The novel I’m working on now however, started in a completely different way…
I was walking around Salem, you know the city with the witch hunt…it was around halloween and we were listening to a guide tell us about the brilliant history of the city. The buildings were from the 1800’s and they had stories, ever single building had some sort of significance, whether it was haunted, whether Houdini once escaped the jail…whatever everything had life, everything had a story, and I left there thinking about how much I wanted to write a fantasy novel, or even a paranormal one…
That november during NaNoWriMo, I opened a word document and started typing, I started and restarted the book several times but finally after the stumbling start I was off to the races. every night was a new surprise, I was learning about the characters as they were willing to tell me, I had a vague very generic idea about what I wanted to write… (Leaned very heavily upon Game of Thrones as I had just finished reading the first book.) but when I got the character to the first city I was met with a false prophet and a religion that sacrificed innocent kids to a goddess…and that was infinitely more interesting to me than a king, and a carbon copy of Eragon and Game of Thrones.
I tried to move my characters along,
“Come on Frey, yes Cain is a terrible human being and should have never had followers to begin with…but there are much bigger fish to fry..” I would plead with my MC each night and each day I wouldn’t progess the main story any further but I would end up delving deeper into the lore of the religion and the people of the city…
After awhile, I finally gave in a decided that this was the story I was supposed to be telling. I thought i had told the story well, there was conflict, there were fights, there were ghost people and there was death and grief. it’s was well done.

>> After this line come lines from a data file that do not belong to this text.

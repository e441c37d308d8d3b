use std::collections::HashMap;
use std::future::Future;
use std::pin::Pin;
use std::sync::{Arc, Mutex};
use std::time::Duration;

use droidflow::errors::{DroidflowError, Result};
use droidflow::exec::{StepBackend, StepRequest};
use droidflow::record::StepRunRecord;
use droidflow::registry::RunRegistry;
use droidflow::store::RunLedger;
use droidflow::types::{RunId, StepStatus};

/// How the fake resolves one step order.
#[derive(Debug, Clone)]
pub struct FakeStep {
    pub status: StepStatus,
    pub stdout: Vec<String>,
    pub stderr: Vec<String>,
    /// Simulated run time. A run cancelled meanwhile resolves `stopped`.
    pub delay: Duration,
    /// Return a bookkeeping error instead of a record.
    pub bookkeeping_error: bool,
}

impl FakeStep {
    pub fn new(status: StepStatus) -> Self {
        Self {
            status,
            stdout: Vec::new(),
            stderr: Vec::new(),
            delay: Duration::ZERO,
            bookkeeping_error: false,
        }
    }

    pub fn stdout(mut self, line: &str) -> Self {
        self.stdout.push(line.to_string());
        self
    }

    pub fn stderr(mut self, line: &str) -> Self {
        self.stderr.push(line.to_string());
        self
    }

    pub fn delay(mut self, delay: Duration) -> Self {
        self.delay = delay;
        self
    }

    pub fn bookkeeping_error() -> Self {
        Self {
            bookkeeping_error: true,
            ..Self::new(StepStatus::Error)
        }
    }
}

/// One recorded `run_step` call.
#[derive(Debug, Clone, PartialEq, Eq)]
pub struct FakeCall {
    pub run_id: RunId,
    pub step_order: u32,
    pub device_id: String,
    /// The run's progress counter when the step was handed over.
    pub completed_steps_at_start: u32,
}

/// A `StepBackend` that writes scripted outcomes through the ledger
/// without spawning anything. Unscripted orders complete immediately.
pub struct ScriptedBackend {
    ledger: RunLedger,
    registry: RunRegistry,
    steps: HashMap<u32, FakeStep>,
    calls: Arc<Mutex<Vec<FakeCall>>>,
}

impl ScriptedBackend {
    pub fn new(ledger: RunLedger, registry: RunRegistry) -> Self {
        Self {
            ledger,
            registry,
            steps: HashMap::new(),
            calls: Arc::new(Mutex::new(Vec::new())),
        }
    }

    pub fn with_step(mut self, order: u32, step: FakeStep) -> Self {
        self.steps.insert(order, step);
        self
    }

    /// Shared handle to the recorded calls.
    pub fn calls(&self) -> Arc<Mutex<Vec<FakeCall>>> {
        Arc::clone(&self.calls)
    }

    async fn resolve(&self, request: StepRequest) -> Result<StepRunRecord> {
        let run = self.ledger.run(request.run_id)?;
        self.calls.lock().unwrap().push(FakeCall {
            run_id: request.run_id,
            step_order: request.step.order,
            device_id: request.device.id.clone(),
            completed_steps_at_start: run.completed_steps,
        });

        let script = self
            .steps
            .get(&request.step.order)
            .cloned()
            .unwrap_or_else(|| FakeStep::new(StepStatus::Completed));

        let record = self.ledger.create_step(StepRunRecord::new(
            request.run_id,
            request.step.order,
            request.step.script.name.clone(),
            request.step.timeout,
        ))?;
        if script.bookkeeping_error {
            return Err(DroidflowError::Persistence("fake store unavailable".into()));
        }
        self.ledger.update_step(record.id, |s| {
            s.command = Some(format!("fake {}", request.step.script.name));
            s.mark_running();
        })?;

        let mut status = script.status;
        let deadline = tokio::time::Instant::now() + script.delay;
        while tokio::time::Instant::now() < deadline {
            if self.registry.is_cancelled(request.run_id) {
                status = StepStatus::Stopped;
                break;
            }
            tokio::time::sleep(Duration::from_millis(10)).await;
        }

        self.ledger.update_step(record.id, |s| {
            for line in &script.stdout {
                s.push_stdout_line(line);
            }
            for line in &script.stderr {
                s.push_stderr_line(line);
            }
            if s.finish(status, script.delay) {
                s.exit_code = match status {
                    StepStatus::Completed => Some(0),
                    StepStatus::Failed => Some(1),
                    _ => None,
                };
            }
        })
    }
}

impl StepBackend for ScriptedBackend {
    fn run_step(
        &self,
        request: StepRequest,
    ) -> Pin<Box<dyn Future<Output = Result<StepRunRecord>> + Send + '_>> {
        Box::pin(self.resolve(request))
    }
}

November ended and I let the whole world leave me and I forgot about it.
Fast forward to now and I’m working on that book again. I’m realizing that though for the most part the story is fleshed out and the characters are real and lively, and it has some good humor to it, there is one glaring hole in the whole thing.
My antagonist has no reason to do what she does.
She gains nothing from toying with these people, She could have just as easily stayed wherever it was she came from and lived a happy life, but instead she causes war and death and destruction just for shits and giggles? I don’t get it. I’ve wracked my brain trying to give her a backstory, trying to give her motivation, trying to make her less 2D; I don’t want a villain who is evil just for evilness sake. I want a villain who is motivated by real human emotions. But everything I type lately seems wrong. Her story escapes me…and it sucks.
There are days where i feel like I can’t write.
There are days where i feel like that first novel was just a fluke.
There are days where I feel like i’ve forgotten it all.
But I have to keep trying, I have to keep typing in hopes that one day this whole thing will make sense. .
Wow…okay this might have been my longest blog post to date, and i’m sorry for talking your ear off, I don’t have a big writing community to call my own, at least not yet and I needed to get these thoughts out of my head to make room for the ones that need to be in there…if you’ve read to the end thank you…if you have any suggestions or thoughts, leave a comment and I’ll get back to you as fast as I can.
Maybe now, I can sit down and seriously think about my writing problems and figure out a solution…
Well as I like to say on here….Here goes nothing….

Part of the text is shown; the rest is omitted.